Instructions for the task:
Start at the line with "NodeId) -> Route" in the records below, stop at the line with "travellers per route.", and return every line in that span exactly, the two end lines included.
+--
//! Path-finder trait and default Dijkstra implementation.
//!
//! # Pluggability
//!
//! Movement agents call routing through the [`PathFinder`] trait, so
//! applications can swap in another search (A*, contraction hierarchies)
//! without touching the agents.  [`ShortestPathFinder`] is the default.
//!
//! # Determinism
//!
//! Costs are accumulated in integer **millimetres** and the heap is keyed by
//! `(cost, NodeId)`, so equal-cost alternatives are always resolved the same
//! way for a fixed graph, filter, and edge insertion order.  Results are
//! reproducible run to run.

use std::cmp::Reverse;
use std::collections::{BinaryHeap, VecDeque};
use std::sync::Arc;

use tm_core::{Coord, EdgeId, NodeId};

use crate::graph::{MapGraph, NodeTypeFilter};
use crate::{SpatialError, SpatialResult};

// ── Route ─────────────────────────────────────────────────────────────────────

/// The result of a path query: the node sequence from source to destination,
/// both endpoints included, and its length.
#[derive(Debug, Clone, PartialEq)]
pub struct Route {
    /// Nodes to visit in order.  A single node when source == destination.
    pub nodes: Vec<NodeId>,
    /// Sum of the traversed edge lengths, in metres.
    pub length_m: f64,
}

impl Route {
    /// `true` if the source and destination are the same node.
    pub fn is_trivial(&self) -> bool {
        self.nodes.len() <= 1
    }

    /// Destination node.
    pub fn last(&self) -> Option<NodeId> {
        self.nodes.last().copied()
    }

    /// Positions of the route's nodes, in order.
    pub fn waypoints(&self, graph: &MapGraph) -> Vec<Coord> {
        self.nodes.iter().map(|n| graph.node_pos[n.index()]).collect()
    }
}

// ── PathFinder trait ──────────────────────────────────────────────────────────

/// Pluggable shortest-path search over a shared [`MapGraph`].
///
/// # Thread safety
///
/// Implementations must be `Send + Sync`: one finder is shared by every agent
/// of a run, and independent runs may execute on different threads.
pub trait PathFinder: Send + Sync {
    /// Compute a path from `from` to `to`.
    ///
    /// `from == to` yields a single-node route rather than an error.
    fn shortest_path(&self, from: NodeId, to: NodeId) -> SpatialResult<Route>;

    /// The graph this finder searches.
    fn graph(&self) -> &MapGraph;

    /// Node types a search may enter.
    fn filter(&self) -> NodeTypeFilter;
}

// ── ShortestPathFinder ────────────────────────────────────────────────────────

/// Dijkstra's algorithm over the CSR map graph, restricted to the node types
/// admitted by its [`NodeTypeFilter`].
///
/// The filter applies to every node entered during the search; the source
/// itself is always allowed, so an agent standing on a node of another type
/// can still leave it.
pub struct ShortestPathFinder {
    graph:  Arc<MapGraph>,
    filter: NodeTypeFilter,
}

impl ShortestPathFinder {
    pub fn new(graph: Arc<MapGraph>, filter: NodeTypeFilter) -> Self {
        Self { graph, filter }
    }

    /// Breadth-first reachability from `from` under this finder's filter.
    ///
    /// Returns a `Vec<bool>` indexed by `NodeId`.  Used at setup time to
    /// reject stop sets that are not connected before any agent moves.
    pub fn reachable_from(&self, from: NodeId) -> SpatialResult<Vec<bool>> {
        let graph = &*self.graph;
        if !graph.contains(from) {
            return Err(SpatialError::NodeNotFound(from));
        }
        let mut seen  = vec![false; graph.node_count()];
        let mut queue = VecDeque::new();
        seen[from.index()] = true;
        queue.push_back(from);

        while let Some(node) = queue.pop_front() {
            for edge in graph.out_edges(node) {
                let next = graph.edge_to[edge.index()];
                if !seen[next.index()] && graph.allows(next, self.filter) {
                    seen[next.index()] = true;
                    queue.push_back(next);
                }
            }
        }
        Ok(seen)
    }
}

impl PathFinder for ShortestPathFinder {
    fn shortest_path(&self, from: NodeId, to: NodeId) -> SpatialResult<Route> {
        dijkstra(&self.graph, self.filter, from, to)
    }

    fn graph(&self) -> &MapGraph {
        &self.graph
    }

    fn filter(&self) -> NodeTypeFilter {
        self.filter
    }
}

// ── Dijkstra internals ────────────────────────────────────────────────────────

/// Edge cost in millimetres.
#[inline]
fn edge_cost_mm(graph: &MapGraph, edge: EdgeId) -> u64 {
    (graph.edge_length_m[edge.index()].max(0.0) * 1000.0).round() as u64
}

fn dijkstra(
    graph:  &MapGraph,
    filter: NodeTypeFilter,
    from:   NodeId,
    to:     NodeId,
) -> SpatialResult<Route> {
    for node in [from, to] {
        if !graph.contains(node) {
            return Err(SpatialError::NodeNotFound(node));
        }
    }
    if from == to {
        return Ok(Route { nodes: vec![from], length_m: 0.0 });
    }

    let n = graph.node_count();
    // dist[v] = best known cost (mm) to reach v.
    let mut dist      = vec![u64::MAX; n];
    // prev_edge[v] = EdgeId that reached v; EdgeId::INVALID for unreached nodes.
    let mut prev_edge = vec![EdgeId::INVALID; n];

    dist[from.index()] = 0;

    // Min-heap: (cost, node). Reverse makes BinaryHeap (max) behave as min-heap.
    // Secondary key NodeId ensures deterministic tie-breaking.
    let mut heap: BinaryHeap<Reverse<(u64, NodeId)>> = BinaryHeap::new();
    heap.push(Reverse((0, from)));

    while let Some(Reverse((cost, node))) = heap.pop() {
        if node == to {
            return Ok(reconstruct(graph, &prev_edge, from, to));
        }

        // Skip stale heap entries.
        if cost > dist[node.index()] {
            continue;
        }

        for edge in graph.out_edges(node) {
            let neighbor = graph.edge_to[edge.index()];
            if !graph.allows(neighbor, filter) {
                continue;
            }
            let new_cost = cost.saturating_add(edge_cost_mm(graph, edge));

            if new_cost < dist[neighbor.index()] {
                dist[neighbor.index()] = new_cost;
                prev_edge[neighbor.index()] = edge;
                heap.push(Reverse((new_cost, neighbor)));
            }
        }
    }

    Err(SpatialError::NoRoute { from, to })
}

fn reconstruct(graph: &MapGraph, prev_edge: &[EdgeId], from: NodeId, to: NodeId) -> Route {
    let mut nodes    = vec![to];
    let mut length_m = 0.0;
    let mut cur      = to;
    while cur != from {
        let e = prev_edge[cur.index()];
        length_m += graph.edge_length_m[e.index()];
        cur = graph.edge_from[e.index()];
        nodes.push(cur);
    }
    nodes.reverse();
    Route { nodes, length_m }
}
//! city — timetabled transit on a synthetic grid city.
//!
//! A 5 × 5 street grid with 200 m blocks carries one bus line (east–west,
//! street level) and one metro line (north–south, underground).  Travellers
//! with random origins and destinations either walk or ride; a few
//! wanderers ride open-ended and get off by chance.
//!
//! ```text
//! RUST_LOG=debug cargo run -p city -- --travellers 40 --trace
//! cargo run -p city -- --config city.toml --runs 8
//! cargo run -p city -- --routes routes.json --stops stops.csv
//! ```
//!
//! Route and stop files must describe stops on the grid's intersections.

mod network;

use std::collections::BTreeMap;
use std::fs;
use std::path::PathBuf;
use std::sync::Arc;
use std::time::Instant;

use anyhow::{Context, Result, bail};
use clap::Parser;
use serde::Deserialize;

use tm_core::{AgentId, Coord, Layer, RouteId, SimConfig, SimRng, SimTime};
use tm_schedule::{RouteDescriptor, StopMap, load_routes_json, load_stop_map_csv, load_stop_map_json};
use tm_sim::{Sim, SimBuilder, SimObserver, SimResult, run_batch};
use tm_spatial::MapGraph;
use tm_transit::{Path, RunContext, TransitConfig, TravellerFactory, initialize};

// ── Command line and config file ──────────────────────────────────────────────

#[derive(Parser, Debug)]
#[command(name = "city", about = "Timetabled transit on a synthetic grid city")]
struct Cli {
    /// TOML file with optional `[sim]` and `[transit]` tables.
    #[arg(long)]
    config: Option<PathBuf>,

    /// Route timetables as a JSON array (default: generated bus and metro).
    #[arg(long)]
    routes: Option<PathBuf>,

    /// Stop coordinates: `.csv` (stop_id,x,y) or a JSON object.
    #[arg(long)]
    stops: Option<PathBuf>,

    /// Fixed-route travellers per route.
    #[arg(long, default_value_t = 10)]
    travellers: usize,

    /// Open-ended riders per route.
    #[arg(long, default_value_t = 2)]
    wanderers: usize,

    /// Override the seed from the config file.
    #[arg(long)]
    seed: Option<u64>,

    /// Independent runs on consecutive seeds, summarised one line each.
    #[arg(long, default_value_t = 1)]
    runs: u64,

    /// Print every path and layer change as it happens.
    #[arg(long)]
    trace: bool,

    /// Write the routes in use to this JSON file before running.
    #[arg(long)]
    dump_routes: Option<PathBuf>,
}

#[derive(Deserialize)]
#[serde(default)]
struct DemoConfig {
    sim:     SimConfig,
    transit: TransitConfig,
}

impl Default for DemoConfig {
    fn default() -> Self {
        Self {
            sim: SimConfig { end: SimTime::from_secs(2 * 3_600), ..SimConfig::default() },
            transit: TransitConfig::default(),
        }
    }
}

// ── Scenario ──────────────────────────────────────────────────────────────────

/// Everything needed to build one run; shared read-only by batch runs.
struct Scenario {
    graph:      Arc<MapGraph>,
    stops:      StopMap,
    routes:     Vec<RouteDescriptor>,
    sim:        SimConfig,
    transit:    TransitConfig,
    travellers: usize,
    wanderers:  usize,
}

/// One passenger as spawned, for the final report.
struct Passenger {
    id:          AgentId,
    route:       RouteId,
    origin:      Option<Coord>,
    destination: Option<Coord>,
}

impl Scenario {
    fn load(cli: &Cli) -> Result<Self> {
        let DemoConfig { sim, transit } = match &cli.config {
            Some(path) => {
                let text = fs::read_to_string(path)
                    .with_context(|| format!("reading {}", path.display()))?;
                toml::from_str::<DemoConfig>(&text)
                    .with_context(|| format!("parsing {}", path.display()))?
            }
            None => DemoConfig::default(),
        };

        let stops = match &cli.stops {
            Some(path) if path.extension().is_some_and(|e| e == "csv") => load_stop_map_csv(path)?,
            Some(path) => load_stop_map_json(path)?,
            None => network::stop_map(),
        };
        let routes = match &cli.routes {
            Some(path) => load_routes_json(path)
                .with_context(|| format!("loading routes from {}", path.display()))?,
            None => network::routes(),
        };
        if routes.is_empty() {
            bail!("no routes to simulate");
        }

        Ok(Self {
            graph: network::build_grid(),
            stops,
            routes,
            sim,
            transit,
            travellers: cli.travellers,
            wanderers: cli.wanderers,
        })
    }

    /// Build a run: every route's vehicles plus its travellers.
    fn build(&self, seed: u64) -> SimResult<(Sim, Vec<Passenger>)> {
        let ctx = RunContext::new(seed);
        let mut rng = SimRng::new(seed);
        let mut builder = SimBuilder::new(SimConfig { seed, ..self.sim.clone() });
        let mut passengers = Vec::new();

        for route in &self.routes {
            let transit = initialize(&ctx, route, &self.stops, Arc::clone(&self.graph), &self.transit)?;
            builder = builder.agents(transit.spawn_vehicles(&ctx)?);

            let factory = TravellerFactory::new(route.route_id, &self.transit)?;
            for _ in 0..self.travellers {
                let t = factory.spawn(&ctx)?;
                let (origin, destination) = (self.random_node(&mut rng), self.random_node(&mut rng));
                t.set_route(origin, destination);
                passengers.push(Passenger {
                    id: t.id(),
                    route: route.route_id,
                    origin: Some(origin),
                    destination: Some(destination),
                });
                builder = builder.agent(t);
            }
            for _ in 0..self.wanderers {
                let t = factory.spawn(&ctx)?;
                let origin = t.place_randomly();
                passengers.push(Passenger { id: t.id(), route: route.route_id, origin, destination: None });
                builder = builder.agent(t);
            }
        }
        Ok((builder.build()?, passengers))
    }

    fn random_node(&self, rng: &mut SimRng) -> Coord {
        self.graph.node_pos[rng.gen_range(0..self.graph.node_count())]
    }
}

// ── Observer ──────────────────────────────────────────────────────────────────

#[derive(Default)]
struct Report {
    trace:  bool,
    paths:  BTreeMap<AgentId, usize>,
    ready:  BTreeMap<AgentId, (SimTime, Option<Coord>)>,
    done:   usize,
    layers: usize,
}

impl SimObserver for Report {
    fn on_path(&mut self, agent: AgentId, now: SimTime, path: &Path) {
        *self.paths.entry(agent).or_default() += 1;
        if self.trace {
            println!(
                "{now:>10}  {agent:<12} {:>7.1} m at {:>5.2} m/s → {}",
                path.length(),
                path.speed,
                path.last().map_or_else(|| "-".to_owned(), |c| c.to_string())
            );
        }
    }

    fn on_layer_change(&mut self, agent: AgentId, now: SimTime, layer: Layer) {
        self.layers += 1;
        if self.trace {
            println!("{now:>10}  {agent:<12} now on the {layer} layer");
        }
    }

    fn on_agent_ready(&mut self, agent: AgentId, now: SimTime, at: Option<Coord>) {
        self.ready.insert(agent, (now, at));
    }

    fn on_agent_done(&mut self, _agent: AgentId, _now: SimTime) {
        self.done += 1;
    }
}

// ── main ──────────────────────────────────────────────────────────────────────

fn main() -> Result<()> {
    env_logger::Builder::from_env(env_logger::Env::default().default_filter_or("info")).init();
    let cli = Cli::parse();
    let scenario = Scenario::load(&cli)?;
    let seed = cli.seed.unwrap_or(scenario.sim.seed);

    println!("=== city — timetabled transit on a {0} × {0} grid ===", network::GRID);
    println!(
        "Routes: {}  |  Stops: {}  |  Travellers/route: {} + {} wanderers  |  Seed: {seed}",
        scenario.routes.len(),
        scenario.stops.len(),
        scenario.travellers,
        scenario.wanderers
    );
    println!();

    if let Some(path) = &cli.dump_routes {
        fs::write(path, serde_json::to_string_pretty(&scenario.routes)?)
            .with_context(|| format!("writing {}", path.display()))?;
        log::info!("routes written to {}", path.display());
    }

    if cli.runs > 1 {
        run_many(&scenario, seed, cli.runs)
    } else {
        run_one(&scenario, seed, cli.trace)
    }
}

fn run_one(scenario: &Scenario, seed: u64, trace: bool) -> Result<()> {
    let (mut sim, passengers) = scenario.build(seed)?;
    println!("Agents: {}  (vehicles + passengers)", sim.agent_count());

    let mut report = Report { trace, ..Report::default() };
    let t0 = Instant::now();
    let stats = sim.run(&mut report)?;
    let elapsed = t0.elapsed();

    println!();
    println!("Simulation complete in {:.3} s (simulated until {})", elapsed.as_secs_f64(), stats.end);
    println!(
        "  {} steps, {} paths, {} layer changes, {} vehicles finished",
        stats.steps, stats.paths, report.layers, report.done
    );
    println!();

    println!("{:<12} {:<6} {:<22} {:<22} {:>5}  {}", "Agent", "Route", "From", "To", "Paths", "Outcome");
    println!("{}", "-".repeat(90));
    let show = |c: Option<Coord>| c.map_or_else(|| "open-ended".to_owned(), |c| c.to_string());
    for p in &passengers {
        let outcome = match report.ready.get(&p.id) {
            Some((when, at)) => format!("arrived {} at {when}", show(*at)),
            None => "still travelling".to_owned(),
        };
        println!(
            "{:<12} {:<6} {:<22} {:<22} {:>5}  {outcome}",
            p.id.to_string(),
            p.route.0,
            show(p.origin),
            show(p.destination),
            report.paths.get(&p.id).copied().unwrap_or(0),
        );
    }
    Ok(())
}

fn run_many(scenario: &Scenario, first_seed: u64, runs: u64) -> Result<()> {
    let seeds: Vec<u64> = (first_seed..first_seed + runs).collect();
    let t0 = Instant::now();
    let results = run_batch(&seeds, |seed| scenario.build(seed).map(|(sim, _)| sim));
    let elapsed = t0.elapsed();

    println!("{:<8} {:>10} {:>8} {:>6} {:>6}", "Seed", "Steps", "Paths", "Ready", "Done");
    println!("{}", "-".repeat(42));
    let mut failed = 0;
    for (seed, result) in seeds.iter().zip(results) {
        match result {
            Ok(s) => println!("{seed:<8} {:>10} {:>8} {:>6} {:>6}", s.steps, s.paths, s.ready, s.done),
            Err(e) => {
                failed += 1;
                eprintln!("{seed:<8} failed: {e}");
            }
        }
    }
    println!();
    println!("{runs} runs in {:.3} s", elapsed.as_secs_f64());
    if failed > 0 {
        bail!("{failed} of {runs} runs failed");
    }
    Ok(())
}
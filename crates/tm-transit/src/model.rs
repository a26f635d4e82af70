//! The `MovementModel` trait — the per-agent step contract.

use tm_core::{AgentId, Coord, Layer, SimDuration, SimTime};

use crate::{Path, TransitResult};

/// Result of a wait-time request.
#[derive(Copy, Clone, Debug, PartialEq, Eq)]
pub enum NextWait {
    /// Ask for the next path after this much simulated time.
    After(SimDuration),
    /// The agent will never move again.
    Never,
}

/// What kind of agent a model drives.
///
/// Ordered: when several agents are due at the same instant the driver steps
/// travellers before vehicles, so a rider that arrives at a stop in the same
/// millisecond as a vehicle is already waiting when the vehicle calls.
#[derive(Copy, Clone, PartialEq, Eq, PartialOrd, Ord, Hash, Debug)]
pub enum AgentKind {
    Traveller,
    Vehicle,
}

/// Movement behaviour stepped by a discrete-event driver.
///
/// The driver alternates the two stepping calls: after
/// [`next_wait_time`][Self::next_wait_time] returns `After(d)` it waits `d`
/// and then calls [`next_path`][Self::next_path]; once the returned path has
/// been travelled it asks for a wait time again.  `Ok(None)` from
/// `next_path` means "no movement now, ask again later".
///
/// # Thread safety
///
/// Models must be `Send` so that independent runs can execute on different
/// threads.  Agents of the same route share their control system behind a
/// mutex.
pub trait MovementModel: Send {
    fn id(&self) -> AgentId;

    fn kind(&self) -> AgentKind;

    fn next_wait_time(&mut self, now: SimTime) -> NextWait;

    fn next_path(&mut self, now: SimTime) -> TransitResult<Option<Path>>;

    /// The agent finished its current trip; the driver may retire it or hand
    /// it to another sub-model.
    fn is_ready(&self) -> bool {
        false
    }

    /// The agent will never produce another path.
    fn is_done(&self) -> bool {
        false
    }

    /// Where the agent will be once its last returned path is travelled.
    fn location(&self) -> Option<Coord>;

    /// Presentation layer the agent is currently shown on.
    fn layer(&self) -> Layer;
}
+--
Result below:
fn reconstruct(graph: &MapGraph, prev_edge: &[EdgeId], from: NodeId, to: NodeId) -> Route {
    let mut nodes    = vec![to];
    let mut length_m = 0.0;
    let mut cur      = to;
    while cur != from {
        let e = prev_edge[cur.index()];
        length_m += graph.edge_length_m[e.index()];
        cur = graph.edge_from[e.index()];
        nodes.push(cur);
    }
    nodes.reverse();
    Route { nodes, length_m }
}
//! city — timetabled transit on a synthetic grid city.
//!
//! A 5 × 5 street grid with 200 m blocks carries one bus line (east–west,
//! street level) and one metro line (north–south, underground).  Travellers
//! with random origins and destinations either walk or ride; a few
//! wanderers ride open-ended and get off by chance.
//!
//! ```text
//! RUST_LOG=debug cargo run -p city -- --travellers 40 --trace
//! cargo run -p city -- --config city.toml --runs 8
//! cargo run -p city -- --routes routes.json --stops stops.csv
//! ```
//!
//! Route and stop files must describe stops on the grid's intersections.

mod network;

use std::collections::BTreeMap;
use std::fs;
use std::path::PathBuf;
use std::sync::Arc;
use std::time::Instant;

use anyhow::{Context, Result, bail};
use clap::Parser;
use serde::Deserialize;

use tm_core::{AgentId, Coord, Layer, RouteId, SimConfig, SimRng, SimTime};
use tm_schedule::{RouteDescriptor, StopMap, load_routes_json, load_stop_map_csv, load_stop_map_json};
use tm_sim::{Sim, SimBuilder, SimObserver, SimResult, run_batch};
use tm_spatial::MapGraph;
use tm_transit::{Path, RunContext, TransitConfig, TravellerFactory, initialize};

// ── Command line and config file ──────────────────────────────────────────────

#[derive(Parser, Debug)]
#[command(name = "city", about = "Timetabled transit on a synthetic grid city")]
struct Cli {
    /// TOML file with optional `[sim]` and `[transit]` tables.
    #[arg(long)]
    config: Option<PathBuf>,

    /// Route timetables as a JSON array (default: generated bus and metro).
    #[arg(long)]
    routes: Option<PathBuf>,

    /// Stop coordinates: `.csv` (stop_id,x,y) or a JSON object.
    #[arg(long)]
    stops: Option<PathBuf>,

    /// Fixed-route travellers per route.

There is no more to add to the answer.